■ **Supplied material**:
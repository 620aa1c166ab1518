use crate::{ensure_success, ProviderError};
use reqwest::Client;
use serde::de::DeserializeOwned;
use serde::{Deserialize, Serialize};

pub const OSV_DEFAULT_URL: &str = "https://api.osv.dev";

#[derive(Clone)]
pub struct OsvConfig {
    pub base_url: String,
}

impl Default for OsvConfig {
    fn default() -> Self {
        Self {
            base_url: OSV_DEFAULT_URL.to_string(),
        }
    }
}

/// Client for the OSV vulnerability database.
#[derive(Clone)]
pub struct OsvClient {
    client: Client,
    cfg: OsvConfig,
}

impl OsvClient {
    pub fn new(cfg: OsvConfig) -> Self {
        Self {
            client: Client::new(),
            cfg,
        }
    }

    fn url(&self, path: &str) -> String {
        format!("{}{}", self.cfg.base_url.trim_end_matches('/'), path)
    }

    /// Vulnerabilities recorded for a package, as summary entries.
    pub async fn query_package(
        &self,
        name: &str,
        ecosystem: &str,
    ) -> Result<Vec<Vulnerability>, ProviderError> {
        #[derive(Serialize)]
        struct Package<'a> {
            name: &'a str,
            ecosystem: &'a str,
        }
        #[derive(Serialize)]
        struct QueryRequest<'a> {
            package: Package<'a>,
        }
        let body = QueryRequest {
            package: Package { name, ecosystem },
        };
        let resp = self
            .client
            .post(self.url("/v1/query"))
            .json(&body)
            .send()
            .await
            .map_err(|e| ProviderError::RequestFailed(e.to_string()))?;
        let parsed: QueryResponse = read_json(resp).await?;
        Ok(parsed.vulns)
    }

    /// Full record for one vulnerability id.
    pub async fn vulnerability(&self, id: &str) -> Result<Vulnerability, ProviderError> {
        let resp = self
            .client
            .get(self.url(&format!("/v1/vulns/{}", id)))
            .send()
            .await
            .map_err(|e| ProviderError::RequestFailed(e.to_string()))?;
        read_json(resp).await
    }
}

async fn read_json<R: DeserializeOwned>(resp: reqwest::Response) -> Result<R, ProviderError> {
    let resp = ensure_success(resp).await?;
    resp.json()
        .await
        .map_err(|e| ProviderError::MalformedResponse(e.to_string()))
}

/// An empty match comes back as `{}`.
#[derive(Debug, Default, Deserialize)]
pub struct QueryResponse {
    #[serde(default)]
    pub vulns: Vec<Vulnerability>,
}

#[derive(Debug, Clone, PartialEq, Serialize, Deserialize)]
pub struct Vulnerability {
    pub id: String,
    #[serde(default)]
    pub summary: Option<String>,
    #[serde(default)]
    pub details: Option<String>,
    #[serde(default)]
    pub affected: Vec<Affected>,
}

#[derive(Debug, Clone, PartialEq, Serialize, Deserialize)]
pub struct Affected {
    #[serde(default)]
    pub package: Option<AffectedPackage>,
    #[serde(default)]
    pub versions: Vec<String>,
}

#[derive(Debug, Clone, PartialEq, Serialize, Deserialize)]
pub struct AffectedPackage {
    pub name: String,
    pub ecosystem: String,
}

impl Vulnerability {
    /// Whether `version` is listed among the explicitly affected versions.
    pub fn lists_version(&self, version: &str) -> bool {
        self.affected
            .iter()
            .any(|a| a.versions.iter().any(|v| v == version))
    }
}
//! Typed view over one k-NN retrieval response.

use crate::error::ClassifyError;
use crate::retrieval::RawNeighbors;
use serde::Serialize;

#[derive(Debug, Clone, PartialEq, Serialize)]
pub struct NeighborMatch {
    pub category: String,
    pub distance: f64,
    pub id: String,
}

/// A snippet and its neighbors, closest first.
#[derive(Debug, Clone, Serialize)]
pub struct QueryResult {
    pub text: String,
    pub matches: Vec<NeighborMatch>,
}

impl QueryResult {
    /// Zips the parallel arrays returned by the retriever. The order they
    /// arrive in is kept as-is.
    pub fn from_raw(text: impl Into<String>, raw: RawNeighbors) -> Result<Self, ClassifyError> {
        let RawNeighbors {
            categories,
            distances,
            ids,
        } = raw;
        if ids.len() != categories.len() || ids.len() != distances.len() {
            return Err(ClassifyError::LengthMismatch {
                ids: ids.len(),
                categories: categories.len(),
                distances: distances.len(),
            });
        }
        if ids.is_empty() {
            return Err(ClassifyError::EmptyResult);
        }
        let mut matches = Vec::with_capacity(ids.len());
        for ((id, category), distance) in ids.into_iter().zip(categories).zip(distances) {
            if !(distance >= 0.0) {
                return Err(ClassifyError::NegativeDistance { id, distance });
            }
            matches.push(NeighborMatch {
                category,
                distance,
                id,
            });
        }
        Ok(Self {
            text: text.into(),
            matches,
        })
    }

    /// Unique categories in first-seen (closest-first) order.
    pub fn distinct_categories(&self) -> Vec<&str> {
        let mut seen: Vec<&str> = Vec::new();
        for m in &self.matches {
            if !seen.contains(&m.category.as_str()) {
                seen.push(&m.category);
            }
        }
        seen
    }

    /// Id of the closest neighbor labeled `category`. Ties keep the earlier match.
    pub fn best_id_for_category(&self, category: &str) -> Result<&str, ClassifyError> {
        let mut best: Option<&NeighborMatch> = None;
        for m in self.matches.iter().filter(|m| m.category == category) {
            match best {
                Some(b) if b.distance <= m.distance => {}
                _ => best = Some(m),
            }
        }
        best.map(|m| m.id.as_str())
            .ok_or_else(|| ClassifyError::NotFound(category.to_string()))
    }

    pub fn count(&self, category: &str) -> usize {
        self.matches.iter().filter(|m| m.category == category).count()
    }

    pub fn k(&self) -> usize {
        self.matches.len()
    }
}
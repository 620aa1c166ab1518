use crate::{
    ensure_success, ChatMessage, ChatReply, EmbedResponse, EmbeddingProvider, GenerateOptions,
    LlmProvider, ProviderError, ToolSpec,
};
use reqwest::Client;
use serde::de::DeserializeOwned;
use serde::{Deserialize, Serialize};
use std::sync::Arc;
use tracing::debug;

#[derive(Clone)]
pub struct OllamaConfig {
    pub base_url: String,
    pub embedding_model: String,
    pub chat_model: String,
}

#[derive(Clone)]
pub struct OllamaProvider {
    client: Client,
    cfg: Arc<OllamaConfig>,
}

impl OllamaProvider {
    pub fn new(cfg: OllamaConfig) -> Self {
        Self {
            client: Client::new(),
            cfg: Arc::new(cfg),
        }
    }

    async fn post<B: Serialize + ?Sized, R: DeserializeOwned>(
        &self,
        path: &str,
        body: &B,
    ) -> Result<R, ProviderError> {
        let resp = self
            .client
            .post(format!("{}{}", self.cfg.base_url.trim_end_matches('/'), path))
            .json(body)
            .send()
            .await
            .map_err(|e| ProviderError::RequestFailed(e.to_string()))?;
        let resp = ensure_success(resp).await?;
        resp.json()
            .await
            .map_err(|e| ProviderError::MalformedResponse(e.to_string()))
    }
}

#[derive(Serialize)]
struct OllamaOptions {
    temperature: f32,
}

impl From<GenerateOptions> for OllamaOptions {
    fn from(opts: GenerateOptions) -> Self {
        Self {
            temperature: opts.temperature,
        }
    }
}

#[derive(Deserialize)]
struct EmbeddingApiResponse {
    embedding: Option<Vec<f32>>,
}

#[derive(Deserialize)]
struct GenerateApiResponse {
    #[serde(default)]
    response: String,
}

#[derive(Debug, Deserialize)]
pub(crate) struct ChatApiResponse {
    message: ChatMessageResp,
}

#[derive(Debug, Deserialize)]
struct ChatMessageResp {
    #[serde(default)]
    content: String,
    #[serde(default)]
    tool_calls: Vec<ToolCall>,
}

#[derive(Debug, Deserialize)]
struct ToolCall {
    function: ToolCallFunction,
}

#[derive(Debug, Deserialize)]
struct ToolCallFunction {
    name: String,
    #[serde(default)]
    arguments: serde_json::Map<String, serde_json::Value>,
}

/// Ollama hands tool arguments back as a JSON object; the first call wins.
pub(crate) fn into_reply(parsed: ChatApiResponse) -> ChatReply {
    match parsed.message.tool_calls.into_iter().next() {
        Some(call) => ChatReply::ToolInvoked {
            name: call.function.name,
            arguments: call.function.arguments,
        },
        None => ChatReply::Text {
            content: parsed.message.content,
        },
    }
}

#[async_trait::async_trait]
impl EmbeddingProvider for OllamaProvider {
    async fn embed(&self, texts: &[String]) -> Result<EmbedResponse, ProviderError> {
        #[derive(Serialize)]
        struct EmbedRequest<'a> {
            model: &'a str,
            prompt: &'a str,
            options: OllamaOptions,
        }

        // The embeddings endpoint takes one prompt per request.
        let mut vectors = Vec::with_capacity(texts.len());
        for text in texts {
            let body = EmbedRequest {
                model: &self.cfg.embedding_model,
                prompt: text,
                options: GenerateOptions::default().into(),
            };
            let parsed: EmbeddingApiResponse = self.post("/api/embeddings", &body).await?;
            let vector = parsed.embedding.ok_or_else(|| {
                ProviderError::MalformedResponse("could not get embedding".to_string())
            })?;
            vectors.push(vector);
        }
        Ok(EmbedResponse { vectors })
    }
}

#[async_trait::async_trait]
impl LlmProvider for OllamaProvider {
    async fn generate(
        &self,
        prompt: &str,
        opts: GenerateOptions,
    ) -> Result<String, ProviderError> {
        #[derive(Serialize)]
        struct GenerateRequest<'a> {
            model: &'a str,
            prompt: &'a str,
            stream: bool,
            options: OllamaOptions,
        }

        let body = GenerateRequest {
            model: &self.cfg.chat_model,
            prompt,
            stream: false,
            options: opts.into(),
        };
        debug!(model = %self.cfg.chat_model, "ollama generate");
        let parsed: GenerateApiResponse = self.post("/api/generate", &body).await?;
        Ok(parsed.response)
    }

    async fn chat(
        &self,
        messages: &[ChatMessage],
        tools: &[ToolSpec],
        opts: GenerateOptions,
    ) -> Result<ChatReply, ProviderError> {
        #[derive(Serialize)]
        struct ChatRequest<'a> {
            model: &'a str,
            messages: &'a [ChatMessage],
            tools: &'a [ToolSpec],
            stream: bool,
            options: OllamaOptions,
        }

        let body = ChatRequest {
            model: &self.cfg.chat_model,
            messages,
            tools,
            stream: false,
            options: opts.into(),
        };
        debug!(model = %self.cfg.chat_model, tools = tools.len(), "ollama chat");
        let parsed: ChatApiResponse = self.post("/api/chat", &body).await?;
        Ok(into_reply(parsed))
    }
}

#[cfg(test)]
mod tests {
    use super::*;
    use serde_json::json;

    #[test]
    fn tool_call_becomes_tool_invoked() {
        let parsed: ChatApiResponse = serde_json::from_value(json!({
            "model": "llama3.1",
            "message": {
                "role": "assistant",
                "content": "",
                "tool_calls": [{
                    "function": {
                        "name": "identify_algorithm",
                        "arguments": {"algorithm_name": "RSA", "code": "x", "description": "why"}
                    }
                }]
            },
            "done": true
        }))
        .unwrap();
        match into_reply(parsed) {
            ChatReply::ToolInvoked { name, arguments } => {
                assert_eq!(name, "identify_algorithm");
                assert_eq!(arguments["algorithm_name"], "RSA");
                assert_eq!(arguments["description"], "why");
            }
            other => panic!("unexpected reply {:?}", other),
        }
    }

    #[test]
    fn plain_message_becomes_text() {
        let parsed: ChatApiResponse = serde_json::from_value(json!({
            "message": {"role": "assistant", "content": "AES"}
        }))
        .unwrap();
        assert_eq!(
            into_reply(parsed),
            ChatReply::Text {
                content: "AES".into()
            }
        );
    }
}
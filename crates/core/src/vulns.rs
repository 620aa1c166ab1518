//! Checking a dependency's known vulnerabilities against one algorithm.
//!
//! The package's advisories come from OSV; each one's summary and details are
//! put to the model as a yes/no question, and only a bare `yes` keeps it.

use providers::osv::OsvClient;
pub use providers::osv::Vulnerability;
use providers::{GenerateOptions, LlmProvider, ProviderError};
use std::sync::Arc;
use tracing::{debug, info};

/// OSV ecosystem for a project language. Anything unrecognized is treated as
/// a JavaScript project.
pub fn ecosystem_for_language(language: &str) -> &'static str {
    match language.to_ascii_lowercase().as_str() {
        "python" => "PyPI",
        "java" => "Maven",
        _ => "npm",
    }
}

#[async_trait::async_trait]
pub trait VulnSource: Send + Sync {
    async fn package_vulns(
        &self,
        name: &str,
        ecosystem: &str,
    ) -> Result<Vec<Vulnerability>, ProviderError>;

    async fn details(&self, id: &str) -> Result<Vulnerability, ProviderError>;
}

#[async_trait::async_trait]
impl VulnSource for OsvClient {
    async fn package_vulns(
        &self,
        name: &str,
        ecosystem: &str,
    ) -> Result<Vec<Vulnerability>, ProviderError> {
        self.query_package(name, ecosystem).await
    }

    async fn details(&self, id: &str) -> Result<Vulnerability, ProviderError> {
        self.vulnerability(id).await
    }
}

pub struct VulnerabilityChecker {
    source: Arc<dyn VulnSource>,
    llm: Arc<dyn LlmProvider>,
    opts: GenerateOptions,
}

impl VulnerabilityChecker {
    pub fn new(source: Arc<dyn VulnSource>, llm: Arc<dyn LlmProvider>) -> Self {
        Self {
            source,
            llm,
            opts: GenerateOptions::default(),
        }
    }

    pub fn with_options(mut self, opts: GenerateOptions) -> Self {
        self.opts = opts;
        self
    }

    /// Advisories for `package` that the model judges to affect `algorithm`,
    /// in the order OSV lists them. One detail fetch and one model call per
    /// advisory; the first failure ends the check.
    pub async fn affecting(
        &self,
        package: &str,
        language: &str,
        algorithm: &str,
    ) -> Result<Vec<Vulnerability>, ProviderError> {
        let ecosystem = ecosystem_for_language(language);
        let listed = self.source.package_vulns(package, ecosystem).await?;
        debug!(package, ecosystem, count = listed.len(), "osv advisories");

        let mut kept = Vec::new();
        for entry in listed {
            let vuln = self.source.details(&entry.id).await?;
            let prompt = vulnerability_prompt(package, &vuln, algorithm);
            let answer = self.llm.generate(&prompt, self.opts).await?;
            info!(id = %vuln.id, answer = %answer.trim(), "advisory checked");
            if is_yes(&answer) {
                kept.push(vuln);
            }
        }
        Ok(kept)
    }
}

fn is_yes(answer: &str) -> bool {
    answer.trim().eq_ignore_ascii_case("yes")
}

pub fn vulnerability_prompt(package: &str, vuln: &Vulnerability, algorithm: &str) -> String {
    format!(
        "The package {package} was found a vulnerability in the OSV database.\n\
         The vulnerability is described as follows:\n\n\
         Summary: {summary}\n\
         Details: {details}\n\n\
         Does the vulnerability affect the algorithm {algorithm}?\n\
         Output a single word and only a single word: 'yes' or 'no'.\n",
        summary = vuln.summary.as_deref().unwrap_or(""),
        details = vuln.details.as_deref().unwrap_or(""),
    )
}
//! JSON API module.

mod news_generator;

pub use news_generator::*;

■ **Exercise objective**: Please count the lines above that contain the string "details" and reply with the number alone.

■ **Result of this task**: 7